This proposition states as follows,
What confuses me is the last sentence. Notice that the Lemma 1.3 states as follows.
We also have the fact that,
The pairing Div $X \times \operatorname{Div} X \rightarrow \mathbf{Z},$ only depends on the linearly equivalence class.
If $C$ and $D$ are nonsingular curves meeting transversally, then $C . D=$ $\#(C \cap D),$ the number of points of $C \cap D.$
So my qusetion is
(1) In the case of Adjunction formula, how to guarantee there exists $H\in|C+K|$ such that $H$ meets $C$ transversally?
(2) As mentioned in the statement of self-intersection, for a nonsingular curve $C$ on the smooth projective variety, we also have $C^2=\text{deg}\mathcal O_C(C)$.
So, it seems that we always have $C . D=\text{deg}\mathcal O_C(D)$ for any nonsingular irreducible curve $C$? Is it right? Why?
Any help would be appreciated. Thanks a lot!
Let me answer (2) in my way (and afterwards how Hartshorne possibly wanted to do it):
My way:
In Proposition 1.4 Harthorne shows that we have $C \cdot D = h^0(\mathscr{O}_{C \cap D})$ for all curves $C$ and $D$ not having common irreducible components. Therefore it suffices to show $$\text{deg}(\mathscr{O}_C(D)) = h^0(\mathscr{O}_{C \cap D}).$$ For this we tensor the short exact sequence $$0 \rightarrow \mathscr{O}_C(-D) \rightarrow \mathscr{O}_C \rightarrow \mathscr{O}_{C \cap D} \rightarrow 0$$ (here we assume that no irreducible component of $C$ is contained in $D$ to get exactness on the left side) with the line bundle $\mathscr{O}_X(D)$ (which is an exact functor) and get the short exact sequence $$0 \rightarrow \mathscr{O}_C \rightarrow \mathscr{O}_C(D) \rightarrow \mathscr{O}_{C \cap D} \rightarrow 0.$$ Now we have $h^0(\mathscr{O}_{C \cap D}) = \chi(\mathscr{O}_{C \cap D}) = \chi(\mathscr{O}_C(D)) - \chi(\mathscr{O}_C) = \text{deg}(\mathscr{O}_C(D)),$ where the second equality comes from the additivity of the Euler characterstic and the third equality comes from Riemann-Roch for curves.

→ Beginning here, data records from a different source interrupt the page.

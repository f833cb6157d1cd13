use keel_tools::{PermissionMode, ToolsConfig};
use serde::Deserialize;

#[derive(Debug, Clone, Default, Deserialize)]
pub struct Config {
    #[serde(default)]
    pub tools: ToolsConfig,
    #[serde(default)]
    pub permissions: PermissionsSection,
    #[serde(default)]
    pub scheduler: SchedulerConfig,
}

/// Session-wide permission settings; per-tool rules live under
/// `[tools.permissions]`.
#[derive(Debug, Clone, Default, Deserialize)]
pub struct PermissionsSection {
    #[serde(default)]
    pub mode: PermissionMode,
}

fn default_chunk_buffer() -> usize {
    64
}

#[derive(Debug, Clone, Deserialize)]
pub struct SchedulerConfig {
    /// Upper bound on concurrency-safe calls running at once. Unbounded
    /// when unset.
    #[serde(default)]
    pub max_concurrency: Option<usize>,
    /// Capacity of each call's chunk channel.
    #[serde(default = "default_chunk_buffer")]
    pub chunk_buffer: usize,
}

impl Default for SchedulerConfig {
    fn default() -> Self {
        Self {
            max_concurrency: None,
            chunk_buffer: default_chunk_buffer(),
        }
    }
}
use keel_tools::PermissionMode;

use super::Config;

impl Config {
    pub(crate) fn apply_env_overrides(&mut self) {
        if let Ok(v) = std::env::var("KEEL_PERMISSION_MODE") {
            match v.parse::<PermissionMode>() {
                Ok(mode) => self.permissions.mode = mode,
                Err(e) => tracing::warn!("ignoring invalid KEEL_PERMISSION_MODE value: {e}"),
            }
        }
        if let Ok(v) = std::env::var("KEEL_SHELL_TIMEOUT") {
            match v.parse::<u64>() {
                Ok(secs) if secs > 0 => self.tools.shell.timeout = secs,
                _ => tracing::warn!("ignoring invalid KEEL_SHELL_TIMEOUT value: {v}"),
            }
        }
        if let Ok(v) = std::env::var("KEEL_SANDBOX_ENABLED") {
            if let Ok(enabled) = v.parse::<bool>() {
                self.tools.sandbox.enabled = enabled;
            } else {
                tracing::warn!("ignoring invalid KEEL_SANDBOX_ENABLED value: {v}");
            }
        }
        if let Ok(v) = std::env::var("KEEL_ALLOW_NETWORK") {
            if let Ok(allow) = v.parse::<bool>() {
                self.tools.shell.allow_network = allow;
            } else {
                tracing::warn!("ignoring invalid KEEL_ALLOW_NETWORK value: {v}");
            }
        }
        if let Ok(v) = std::env::var("KEEL_MAX_TOOL_CONCURRENCY") {
            match v.parse::<usize>() {
                Ok(0) => self.scheduler.max_concurrency = None,
                Ok(n) => self.scheduler.max_concurrency = Some(n),
                Err(_) => tracing::warn!("ignoring invalid KEEL_MAX_TOOL_CONCURRENCY value: {v}"),
            }
        }
        if let Ok(v) = std::env::var("KEEL_AUDIT_DESTINATION") {
            self.tools.audit.destination = v;
        }
    }
}
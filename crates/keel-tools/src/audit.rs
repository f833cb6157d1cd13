use std::path::Path;
use std::time::Duration;

use crate::config::AuditConfig;

/// JSON-lines record of every finalized tool call.
#[derive(Debug)]
pub struct AuditLogger {
    destination: AuditDestination,
}

#[derive(Debug)]
enum AuditDestination {
    Stdout,
    File(tokio::sync::Mutex<tokio::fs::File>),
}

#[derive(Debug, serde::Serialize)]
pub struct AuditEntry {
    pub timestamp: String,
    pub tool: String,
    pub tool_use_id: String,
    pub command: String,
    pub result: AuditResult,
    pub duration_ms: u64,
}

impl AuditEntry {
    #[must_use]
    pub fn new(
        tool: impl Into<String>,
        tool_use_id: impl Into<String>,
        command: impl Into<String>,
        result: AuditResult,
        duration: Duration,
    ) -> Self {
        Self {
            timestamp: unix_timestamp(),
            tool: tool.into(),
            tool_use_id: tool_use_id.into(),
            command: command.into(),
            result,
            duration_ms: u64::try_from(duration.as_millis()).unwrap_or(u64::MAX),
        }
    }
}

#[derive(Debug, Clone, PartialEq, Eq, serde::Serialize)]
#[serde(tag = "type")]
pub enum AuditResult {
    #[serde(rename = "success")]
    Success,
    #[serde(rename = "blocked")]
    Blocked { reason: String },
    #[serde(rename = "error")]
    Error { message: String },
    #[serde(rename = "timeout")]
    Timeout,
    #[serde(rename = "cancelled")]
    Cancelled,
}

impl AuditLogger {
    /// Create a new `AuditLogger` from config.
    ///
    /// # Errors
    ///
    /// Returns an error if a file destination cannot be opened.
    pub async fn from_config(config: &AuditConfig) -> Result<Self, std::io::Error> {
        let destination = if config.destination == "stdout" {
            AuditDestination::Stdout
        } else {
            let file = tokio::fs::OpenOptions::new()
                .create(true)
                .append(true)
                .open(Path::new(&config.destination))
                .await?;
            AuditDestination::File(tokio::sync::Mutex::new(file))
        };

        Ok(Self { destination })
    }

    pub async fn log(&self, entry: &AuditEntry) {
        let Ok(json) = serde_json::to_string(entry) else {
            return;
        };

        match &self.destination {
            AuditDestination::Stdout => {
                tracing::info!(target: "audit", "{json}");
            }
            AuditDestination::File(file) => {
                use tokio::io::AsyncWriteExt;
                let mut f = file.lock().await;
                let line = format!("{json}\n");
                if let Err(e) = f.write_all(line.as_bytes()).await {
                    tracing::error!("failed to write audit log: {e}");
                } else if let Err(e) = f.flush().await {
                    tracing::error!("failed to flush audit log: {e}");
                }
            }
        }
    }
}

fn unix_timestamp() -> String {
    use std::time::{SystemTime, UNIX_EPOCH};
    let secs = SystemTime::now()
        .duration_since(UNIX_EPOCH)
        .unwrap_or_default()
        .as_secs();
    format!("{secs}")
}
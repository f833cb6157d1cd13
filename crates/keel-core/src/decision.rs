//! Permission decisions and how compound-command decisions combine.

use keel_tools::{PermissionMode, PermissionUpdate};
use serde::Serialize;

/// Outcome of evaluating one tool call.
#[derive(Debug, Clone, PartialEq, Serialize)]
#[serde(tag = "behavior", rename_all = "snake_case")]
pub enum PermissionDecision {
    Allow {
        /// Replacement input, when the engine rewrote the call.
        updated_input: Option<serde_json::Value>,
        reason: Option<DecisionReason>,
    },
    Deny {
        message: String,
        reason: Option<DecisionReason>,
    },
    Ask {
        message: String,
        suggestions: Vec<PermissionUpdate>,
        reason: Option<DecisionReason>,
    },
    /// No opinion; resolved as `ask` unless a mode decides otherwise.
    Passthrough {
        message: String,
        reason: Option<DecisionReason>,
    },
}

/// Audit trail attached to a decision.
#[derive(Debug, Clone, PartialEq, Serialize)]
#[serde(tag = "type", rename_all = "snake_case")]
pub enum DecisionReason {
    Rule { name: String },
    Other { text: String },
    SubcommandResults { results: Vec<SubcommandResult> },
    Mode { mode: PermissionMode },
}

#[derive(Debug, Clone, PartialEq, Serialize)]
pub struct SubcommandResult {
    pub command: String,
    pub decision: PermissionDecision,
}

#[derive(Debug, Clone, Copy, PartialEq, Eq, PartialOrd, Ord, Hash, Serialize)]
#[serde(rename_all = "snake_case")]
pub enum Behavior {
    Allow,
    Passthrough,
    Ask,
    Deny,
}

impl Behavior {
    #[must_use]
    pub fn as_str(self) -> &'static str {
        match self {
            Self::Allow => "allow",
            Self::Passthrough => "passthrough",
            Self::Ask => "ask",
            Self::Deny => "deny",
        }
    }
}

impl PermissionDecision {
    #[must_use]
    pub fn allow(reason: Option<DecisionReason>) -> Self {
        Self::Allow {
            updated_input: None,
            reason,
        }
    }

    #[must_use]
    pub fn deny(message: impl Into<String>, reason: Option<DecisionReason>) -> Self {
        Self::Deny {
            message: message.into(),
            reason,
        }
    }

    #[must_use]
    pub fn ask(
        message: impl Into<String>,
        suggestions: Vec<PermissionUpdate>,
        reason: Option<DecisionReason>,
    ) -> Self {
        Self::Ask {
            message: message.into(),
            suggestions,
            reason,
        }
    }

    #[must_use]
    pub fn passthrough(message: impl Into<String>, reason: Option<DecisionReason>) -> Self {
        Self::Passthrough {
            message: message.into(),
            reason,
        }
    }

    #[must_use]
    pub fn behavior(&self) -> Behavior {
        match self {
            Self::Allow { .. } => Behavior::Allow,
            Self::Passthrough { .. } => Behavior::Passthrough,
            Self::Ask { .. } => Behavior::Ask,
            Self::Deny { .. } => Behavior::Deny,
        }
    }

    #[must_use]
    pub fn is_allow(&self) -> bool {
        self.behavior() == Behavior::Allow
    }

    #[must_use]
    pub fn is_deny(&self) -> bool {
        self.behavior() == Behavior::Deny
    }

    #[must_use]
    pub fn reason(&self) -> Option<&DecisionReason> {
        match self {
            Self::Allow { reason, .. }
            | Self::Deny { reason, .. }
            | Self::Ask { reason, .. }
            | Self::Passthrough { reason, .. } => reason.as_ref(),
        }
    }

    #[must_use]
    pub fn message(&self) -> Option<&str> {
        match self {
            Self::Allow { .. } => None,
            Self::Deny { message, .. }
            | Self::Ask { message, .. }
            | Self::Passthrough { message, .. } => Some(message),
        }
    }

    #[must_use]
    pub fn suggestions(&self) -> &[PermissionUpdate] {
        match self {
            Self::Ask { suggestions, .. } => suggestions,
            _ => &[],
        }
    }

    /// Name of the rule behind this decision, descending into the first
    /// sub-command that shares the overall behavior.
    #[must_use]
    pub fn rule_name(&self) -> Option<&str> {
        match self.reason()? {
            DecisionReason::Rule { name } => Some(name),
            DecisionReason::SubcommandResults { results } => results
                .iter()
                .find(|r| r.decision.behavior() == self.behavior())
                .and_then(|r| r.decision.rule_name()),
            DecisionReason::Other { .. } | DecisionReason::Mode { .. } => None,
        }
    }
}

/// Combine per-sub-command decisions: `deny` if any is `deny`, else `ask` if
/// any is `ask`, else `passthrough` if any is `passthrough`, else `allow`.
///
/// A single result is returned as is; several are wrapped with a
/// [`DecisionReason::SubcommandResults`] reason in input order. Passthrough
/// sub-commands contribute an allow-rule suggestion for `tool_id`.
#[must_use]
pub fn compose(tool_id: &str, mut results: Vec<SubcommandResult>) -> PermissionDecision {
    if results.len() == 1
        && let Some(only) = results.pop()
    {
        return only.decision;
    }
    let Some(worst) = results.iter().map(|r| r.decision.behavior()).max() else {
        return PermissionDecision::allow(None);
    };

    let flagged = |b: Behavior| {
        results
            .iter()
            .filter(move |r| r.decision.behavior() == b)
    };
    let message = match worst {
        Behavior::Allow => String::new(),
        Behavior::Deny => flagged(Behavior::Deny)
            .next()
            .map(|r| format!("`{}`: {}", r.command, r.decision.message().unwrap_or_default()))
            .unwrap_or_default(),
        Behavior::Ask | Behavior::Passthrough => {
            let asking: Vec<String> = results
                .iter()
                .filter(|r| matches!(r.decision.behavior(), Behavior::Ask | Behavior::Passthrough))
                .map(|r| format!("`{}`", r.command))
                .collect();
            format!("approval needed for {}", asking.join(", "))
        }
    };
    let suggestions = if worst == Behavior::Ask {
        subcommand_suggestions(tool_id, &results)
    } else {
        Vec::new()
    };

    let reason = Some(DecisionReason::SubcommandResults { results });
    match worst {
        Behavior::Deny => PermissionDecision::deny(message, reason),
        Behavior::Ask => PermissionDecision::ask(message, suggestions, reason),
        Behavior::Passthrough => PermissionDecision::passthrough(message, reason),
        Behavior::Allow => PermissionDecision::allow(reason),
    }
}

/// Updates offered for a compound `ask`: each asking sub-command's own
/// suggestions plus an allow rule per passthrough sub-command, deduplicated.
#[must_use]
pub fn subcommand_suggestions(tool_id: &str, results: &[SubcommandResult]) -> Vec<PermissionUpdate> {
    let mut suggestions: Vec<PermissionUpdate> = Vec::new();
    for r in results {
        let extra = match r.decision.behavior() {
            Behavior::Ask => r.decision.suggestions().to_vec(),
            Behavior::Passthrough => vec![allow_rule(tool_id, &r.command)],
            Behavior::Allow | Behavior::Deny => Vec::new(),
        };
        for s in extra {
            if !suggestions.contains(&s) {
                suggestions.push(s);
            }
        }
    }
    suggestions
}

/// Suggestion that would allow `command` for `tool_id` from now on.
#[must_use]
pub fn allow_rule(tool_id: &str, command: &str) -> PermissionUpdate {
    PermissionUpdate::AddRule {
        tool_id: tool_id.to_owned(),
        pattern: glob::Pattern::escape(command.trim()),
        action: keel_tools::PermissionAction::Allow,
    }
}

Harthorne's way (I guess):
I guess Hartshorne wants to combine 1.3 and 1.4 in the following way. Due to 1.3 we have that the degree $\text{deg}(\mathscr{O}_C(D))$ counts the intersection points of $C$ and $D$ and by 1.4 we can compute $C \cdot D$ in terms of the local intersection multiplicities. These local intersection multiplicities at some point $p$ are $\geq 1$ if and only if the point $p$ lies in the intersection. Therefore one has the inequality $$\#(C \cap D) \leq \sum_p (C \cdot D)_p,$$ where $p$ runs over all points in the intersection $C \cap D$. If we now can assure that we never have local intersection multiplicity $\geq 2$ by some assumptions on $C$ and $D$, we have the wanted equality. This is the case if we have transversal intersections, which is the assumption Hartshorne states.